Task: Copy, from the data below, every line that has "true" in it.

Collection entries
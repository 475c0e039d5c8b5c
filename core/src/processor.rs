// order_flow/src/processor.rs

//! The order workflow: validate, ensure the store is connected, save, send a
//! confirmation for large orders, and mark the order processed.
//!
//! The workflow is a fixed five-step `Pipeline<Order, FlowError>` assembled
//! once per processor. Every failure after validation is absorbed into a
//! `false` result; the error itself is only logged.

use crate::collaborators::{Notifier, Store};
use crate::config::ProcessorConfig;
use crate::core::control::{PipelineControl, PipelineResult};
use crate::core::step::SkipCondition;
use crate::error::{ContractViolation, FlowError, FlowResult};
use crate::order::Order;
use crate::pipeline::Pipeline;
use anyhow::Context;
use std::sync::Arc;
use tracing::{event, instrument, Level};

pub const STEP_VALIDATE_AMOUNT: &str = "validate_amount";
pub const STEP_ENSURE_CONNECTED: &str = "ensure_connected";
pub const STEP_SAVE_ORDER: &str = "save_order";
pub const STEP_SEND_CONFIRMATION: &str = "send_confirmation";
pub const STEP_MARK_PROCESSED: &str = "mark_processed";

pub struct OrderProcessor {
  pipeline: Pipeline<Order, FlowError>,
  config: ProcessorConfig,
}

impl OrderProcessor {
  /// Creates a processor with the default configuration.
  pub fn new(store: Arc<dyn Store>, notifier: Arc<dyn Notifier>) -> Self {
    Self::with_config(store, notifier, ProcessorConfig::default())
  }

  pub fn with_config(store: Arc<dyn Store>, notifier: Arc<dyn Notifier>, config: ProcessorConfig) -> Self {
    Self {
      pipeline: order_pipeline(store, notifier, config),
      config,
    }
  }

  /// Starts a builder. `build()` reports a missing collaborator as a
  /// `ContractViolation`.
  pub fn builder() -> OrderProcessorBuilder {
    OrderProcessorBuilder::default()
  }

  pub fn config(&self) -> ProcessorConfig {
    self.config
  }

  /// Workflow step names in execution order.
  pub fn steps(&self) -> Vec<&str> {
    self.pipeline.step_names()
  }

  /// Runs the workflow for `order`.
  ///
  /// A missing order is a contract violation and is returned as `Err`.
  /// Otherwise the result is `Ok(true)` when the order was processed and
  /// `Ok(false)` when it was rejected or any collaborator failed.
  pub fn process_order(&self, order: Option<&mut Order>) -> Result<bool, ContractViolation> {
    let order = order.ok_or(ContractViolation::MissingOrder)?;
    Ok(self.process(order))
  }

  /// Runs the workflow for `order` and reports whether it was processed.
  ///
  /// `order.is_processed` is set to `true` only when every step succeeded.
  /// On rejection or failure the order is left exactly as it was.
  #[instrument(
        name = "OrderProcessor::process",
        skip_all,
        fields(order_id = order.id, total_amount = order.total_amount)
    )]
  pub fn process(&self, order: &mut Order) -> bool {
    match self.pipeline.run(order) {
      Ok(PipelineResult::Completed) => {
        event!(Level::INFO, "Order processed.");
        true
      }
      Ok(PipelineResult::Stopped) => {
        event!(Level::INFO, "Order rejected.");
        false
      }
      Err(error) => {
        event!(Level::WARN, %error, "Order processing failed, order left unprocessed.");
        false
      }
    }
  }
}

impl std::fmt::Debug for OrderProcessor {
  fn fmt(&self, f: &mut std::fmt::Formatter<'_>) -> std::fmt::Result {
    f.debug_struct("OrderProcessor")
      .field("steps", &self.pipeline.step_names())
      .field("config", &self.config)
      .finish()
  }
}

fn order_pipeline(
  store: Arc<dyn Store>,
  notifier: Arc<dyn Notifier>,
  config: ProcessorConfig,
) -> Pipeline<Order, FlowError> {
  let threshold = config.notification_threshold;
  let at_or_below_threshold: SkipCondition<Order> = Arc::new(move |order: &Order| order.total_amount <= threshold);

  let mut pipeline = Pipeline::new(&[
    (STEP_VALIDATE_AMOUNT, false, None),
    (STEP_ENSURE_CONNECTED, false, None),
    (STEP_SAVE_ORDER, false, None),
    (STEP_SEND_CONFIRMATION, false, Some(at_or_below_threshold)),
    (STEP_MARK_PROCESSED, false, None),
  ]);

  pipeline.on_root(STEP_VALIDATE_AMOUNT, |order: &mut Order| -> FlowResult<PipelineControl> {
    if order.total_amount > 0 {
      return Ok(PipelineControl::Continue);
    }
    event!(Level::DEBUG, total_amount = order.total_amount, "Total amount is not positive.");
    Ok(PipelineControl::Stop)
  });

  let connect_store = Arc::clone(&store);
  pipeline.on_root(STEP_ENSURE_CONNECTED, move |_order: &mut Order| -> FlowResult<PipelineControl> {
    if !connect_store.is_connected() {
      event!(Level::DEBUG, "Store not connected, connecting.");
      connect_store.connect().context("connecting to order store")?;
    }
    Ok(PipelineControl::Continue)
  });

  pipeline.on_root(STEP_SAVE_ORDER, move |order: &mut Order| -> FlowResult<PipelineControl> {
    store.save(order).with_context(|| format!("saving order {}", order.id))?;
    Ok(PipelineControl::Continue)
  });

  pipeline.on_root(STEP_SEND_CONFIRMATION, move |order: &mut Order| -> FlowResult<PipelineControl> {
    notifier
      .send_order_confirmation(&order.customer_email, order.id)
      .with_context(|| format!("sending confirmation for order {}", order.id))?;
    Ok(PipelineControl::Continue)
  });

  pipeline.on_root(STEP_MARK_PROCESSED, |order: &mut Order| -> FlowResult<PipelineControl> {
    order.is_processed = true;
    Ok(PipelineControl::Continue)
  });

  pipeline
}

/// Assembles an `OrderProcessor`, checking that both collaborators were supplied.
#[derive(Default)]
pub struct OrderProcessorBuilder {
  store: Option<Arc<dyn Store>>,
  notifier: Option<Arc<dyn Notifier>>,
  config: ProcessorConfig,
}

impl OrderProcessorBuilder {
  pub fn store(mut self, store: Arc<dyn Store>) -> Self {
    self.store = Some(store);
    self
  }

  pub fn notifier(mut self, notifier: Arc<dyn Notifier>) -> Self {
    self.notifier = Some(notifier);
    self
  }

  pub fn config(mut self, config: ProcessorConfig) -> Self {
    self.config = config;
    self
  }

  pub fn build(self) -> Result<OrderProcessor, ContractViolation> {
    let store = self
      .store
      .ok_or(ContractViolation::MissingCollaborator { collaborator: "store" })?;
    let notifier = self
      .notifier
      .ok_or(ContractViolation::MissingCollaborator { collaborator: "notifier" })?;
    Ok(OrderProcessor::with_config(store, notifier, self.config))
  }
}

Worked solution:
  /// Otherwise the result is `Ok(true)` when the order was processed and
  /// `order.is_processed` is set to `true` only when every step succeeded.
        true
    order.is_processed = true;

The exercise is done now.